Monday, September 30, 2013

September Summary


I started off September really well tracking my food and fitness daily, staying on top of everything, and making good progress. However, after the 18th, things seemed to unravel. I just wasnt organized. Things were just too chaotic in the house and I dont even really know where my September checklist ended up. Not good, I know.

That being said, despite all the chaos and the disruptions, September wasnt too bad. Being on the Whole Life Challenge definitely helped. Ive been 100% on track with that (I think thats why I became a bit complacent in my tracking; I knew I was eating clean and working out daily). I worked out every single day, and in general, the weight that I had put on towards the end of the month (4 days of bad eating and barely any movement) all came off along with another pound or two.

I still havent got back to my lowest weight (which is almost 2 kg/4 lb lighter than I am now). Im annoyed at that. I was hoping that being on the challenge would help me move past this plateau, but it hasnt yet. I know that my food has been ok, but my workouts have not been intense enough. I didnt make it to the gym for my normal weights/cardio workouts for 2 ½ weeks. My workouts mainly consisted of BJJ training, walking, some weights, and Kajukenbo. It just wasnt enough. I know better. I just couldnt get myself do to better.

I know that fitness is more than just a number. I do feel strong. I do feel fit. I feel good (and exhausted) after I finish training. My clothes still fit nicely with my smallest size jeans not at all snug. However, it's not good enough. This is not my goal weight. This is not my goal size. I'm still not near my goal weight, and it is frustrating. 

I know that in order to change I've got to do something different. Small changes do do not work for me. They need to be big ones. Even if it's just one or two changes, they need to be major ones. 

October will be different. It's time to give it all I've got. 




Sunday, September 29, 2013

Sunday Circuit


Sundays are a dilemma for me. I don’t have class so technically I have the day off (our weekends are Friday & Saturday so that gives me a 3-day weekend). My dilemma is this – hit the gym for a long workout or use the time at home to get myself organized for the week (meal prep, laundry, tidying up, grading, etc.).

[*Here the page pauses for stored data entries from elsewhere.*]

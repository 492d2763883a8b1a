//! # fieldhub-app
//!
//! Application layer: use-cases and **port definitions** (traits).
//!
//! ## Responsibilities
//! - Define **port traits** that adapters must implement (driven/outbound ports):
//!   - `DeviceRepository`, `GatewayRepository`: fleet registry and liveness
//!   - `TelemetryRepository`: sample batches, latest values, window statistics
//!   - `AutomationRepository`: rules, trigger counters, run records
//!   - `NotificationRepository`: deduplicated user alerts
//!   - `MarketPriceSource`: latest energy price
//!   - `CommandPublisher`, `Controllable`: outbound device commands
//!   - `EventPublisher`: live organization events
//! - Define **driving/inbound ports** as use-case structs:
//!   - `IngestionService`: resolve, persist and fan out telemetry
//!   - `AutomationEngine`: evaluate rules, run actions, record runs
//!   - `AnomalyDetector`: z-score verdicts over device history
//!   - `Watchdog`: liveness checks, offline marking, reset commands
//!   - `OrganizationSweep`: the periodic watchdog and anomaly pass
//! - Provide **in-process infrastructure** that doesn't need IO: the event
//!   bus and the periodic scheduler
//!
//! ## Dependency rule
//! Depends on `fieldhub-domain` only (plus `tokio` for channels and timers).
//! Never imports adapter crates. Adapters depend on *this* crate, not the reverse.

pub mod automation_engine;
pub mod event_bus;
pub mod ports;
pub mod scheduler;
pub mod services;

#[cfg(test)]
mod testing;
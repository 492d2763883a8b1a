//! `SQLite` reader for the `market_prices` table.
//!
//! An external fetcher fills the table; the core only reads the current price.

use sqlx::sqlite::SqliteRow;
use sqlx::{FromRow, Row, SqlitePool};

use fieldhub_app::ports::MarketPriceSource;
use fieldhub_domain::error::FieldHubError;
use fieldhub_domain::market::MarketPrice;
use fieldhub_domain::time::{Timestamp, now};

use crate::error::StorageError;
use crate::timestamp;

struct Wrapper(MarketPrice);

impl<'r> FromRow<'r, SqliteRow> for Wrapper {
    fn from_row(row: &'r SqliteRow) -> Result<Self, sqlx::Error> {
        let valid_at: String = row.try_get("valid_at")?;
        Ok(Self(MarketPrice {
            price: row.try_get("price")?,
            currency: row.try_get("currency")?,
            valid_at: timestamp::decode(&valid_at)?,
        }))
    }
}

const INSERT: &str = "INSERT INTO market_prices (price, currency, valid_at) VALUES (?, ?, ?)";
const SELECT_CURRENT: &str = r"
    SELECT * FROM market_prices
    WHERE valid_at <= ?
    ORDER BY valid_at DESC, id DESC
    LIMIT 1
";

/// `SQLite`-backed market price feed.
pub struct SqliteMarketPriceRepository {
    pool: SqlitePool,
}

impl SqliteMarketPriceRepository {
    /// Create a new repository backed by the given connection pool.
    #[must_use]
    pub fn new(pool: SqlitePool) -> Self {
        Self { pool }
    }

    /// Insert a price point.
    ///
    /// # Errors
    ///
    /// Returns a storage error when the insert fails.
    pub async fn record(&self, price: &MarketPrice) -> Result<(), FieldHubError> {
        sqlx::query(INSERT)
            .bind(price.price)
            .bind(&price.currency)
            .bind(timestamp::encode(price.valid_at))
            .execute(&self.pool)
            .await
            .map_err(StorageError::from)?;
        Ok(())
    }

    /// Latest price already in effect at `at`.
    ///
    /// # Errors
    ///
    /// Returns a storage error when the query fails.
    pub async fn price_at(&self, at: Timestamp) -> Result<Option<MarketPrice>, FieldHubError> {
        let row: Option<Wrapper> = sqlx::query_as(SELECT_CURRENT)
            .bind(timestamp::encode(at))
            .fetch_optional(&self.pool)
            .await
            .map_err(StorageError::from)?;
        Ok(row.map(|w| w.0))
    }
}

impl MarketPriceSource for SqliteMarketPriceRepository {
    async fn latest_price(&self) -> Result<Option<MarketPrice>, FieldHubError> {
        self.price_at(now()).await
    }
}

#[cfg(test)]
mod tests {
    use chrono::{TimeDelta, TimeZone, Utc};

    use super::*;
    use crate::pool::memory_pool;

    fn price(value: f64, valid_at: Timestamp) -> MarketPrice {
        MarketPrice {
            price: value,
            currency: "TRY".to_string(),
            valid_at,
        }
    }

    #[tokio::test]
    async fn should_return_none_when_no_price_recorded() {
        let repo = SqliteMarketPriceRepository::new(memory_pool().await);

        assert!(repo.latest_price().await.unwrap().is_none());
    }

    #[tokio::test]
    async fn should_ignore_prices_not_yet_in_effect() {
        let repo = SqliteMarketPriceRepository::new(memory_pool().await);
        let noon = Utc.with_ymd_and_hms(2026, 3, 2, 12, 0, 0).unwrap();
        repo.record(&price(2.4, noon - TimeDelta::hours(2))).await.unwrap();
        repo.record(&price(1.8, noon - TimeDelta::hours(1))).await.unwrap();
        repo.record(&price(3.1, noon + TimeDelta::hours(1))).await.unwrap();

        let current = repo.price_at(noon).await.unwrap().unwrap();

        assert!((current.price - 1.8).abs() < f64::EPSILON);
        assert_eq!(current.currency, "TRY");
        assert_eq!(current.valid_at, noon - TimeDelta::hours(1));
    }
}
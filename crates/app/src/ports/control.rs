//! Device control ports.
//!
//! [`Controllable`] is implemented once per hardware brand.
//! [`DeviceController`] is what the automation engine talks to: it routes a
//! command to the right brand and reports brands it cannot drive.

use std::future::Future;

use fieldhub_domain::automation::Action;
use fieldhub_domain::device::Device;
use fieldhub_domain::error::FieldHubError;

/// A device-level command an automation action translates to.
#[derive(Debug, Clone, Copy, PartialEq, Eq)]
pub enum DeviceCommand {
    TurnOn,
    TurnOff,
    Toggle,
    SetPower(u8),
}

impl DeviceCommand {
    /// The command an action maps onto, if it drives a device.
    #[must_use]
    pub fn from_action(action: &Action) -> Option<Self> {
        match action {
            Action::TurnOn => Some(Self::TurnOn),
            Action::TurnOff => Some(Self::TurnOff),
            Action::Toggle => Some(Self::Toggle),
            Action::SetPower { value } => Some(Self::SetPower(*value)),
            Action::Notify { .. } | Action::Unknown => None,
        }
    }

    /// Relay state expected after the command succeeds.
    ///
    /// A toggle of a device whose state was never reported has no known
    /// outcome.
    #[must_use]
    pub fn resulting_state(self, current: Option<bool>) -> Option<bool> {
        match self {
            Self::TurnOn => Some(true),
            Self::TurnOff => Some(false),
            Self::Toggle => current.map(|on| !on),
            Self::SetPower(level) => Some(level > 0),
        }
    }
}

#[derive(Debug, Clone, Copy, PartialEq, Eq)]
pub enum ControlOutcome {
    Applied,
    /// No controller exists for the device's brand.
    NotSupported,
}

/// Brand-specific control capability.
pub trait Controllable {
    fn turn_on(&self, device: &Device) -> impl Future<Output = Result<(), FieldHubError>> + Send;

    fn turn_off(&self, device: &Device) -> impl Future<Output = Result<(), FieldHubError>> + Send;

    fn toggle(&self, device: &Device) -> impl Future<Output = Result<(), FieldHubError>> + Send;

    fn set_power(
        &self,
        device: &Device,
        level: u8,
    ) -> impl Future<Output = Result<(), FieldHubError>> + Send;
}

/// Dispatches a command to whichever brand controller owns the device.
pub trait DeviceController {
    fn dispatch(
        &self,
        device: &Device,
        command: DeviceCommand,
    ) -> impl Future<Output = Result<ControlOutcome, FieldHubError>> + Send;
}

impl<T: DeviceController + Send + Sync> DeviceController for std::sync::Arc<T> {
    fn dispatch(
        &self,
        device: &Device,
        command: DeviceCommand,
    ) -> impl Future<Output = Result<ControlOutcome, FieldHubError>> + Send {
        (**self).dispatch(device, command)
    }
}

I really thought I’d be hitting the gym, but the luxury of having a few hours to myself in the house is way too tempting. So I’ve decided, once and for all (at least for the rest of this semester) that I’m going to stay home. I’m going to get all my tasks done plus I’m going to use all the great weight/exercise equipment that we have here to get in my morning workout.

There are some exercises that I don’t like to do at home, especially without someone around (e.g. heavy squats or chest presses). I don’t know why I was letting that limit me before. I’ve come up with a routine that I can follow at home, primarily using dumbbells. Since my focus is now on lower reps, higher weights, it’s definitely easier for me to do this workout at home.

Here’s my Sunday plan:
Warm-up w/dynamic stretching
Practice my Kajkenbo forms
Weights/Exercises (4 sets of 20 reps)
  • -       dumbbell squat w/heels on plate
  • -       dumbbell 1 point row
  • -       lunge rear foot elevated w/dumbbells
  • -       1 arm dumbbell snatch
  • -       kettlebell swings
  • -       push-ups
  • -       reverse crunch
  • -       plank hold (1 min)
  • -       leg raises
  • -       back raise
  • -       burpees


Cool down

I did the workout today plus went for a 3 km walk. It took me 1 hour and 15 minutes (not including the walk). It was tiring and challenging, but it felt good. I think it’s a good routine to help me keep up with my weight training at home.

It’s almost October – gotta make sure I’m fully on track so that I can end this year on a high note (and a low weight)!! 



Saturday, September 28, 2013

Do You See What I See?

The past few days have been interesting because I've been going out to eat more than usual since D's parents are visiting. So far we've been choosing restaurants where I know I can order something that will enable me to stay true to the Whole Life Challenge.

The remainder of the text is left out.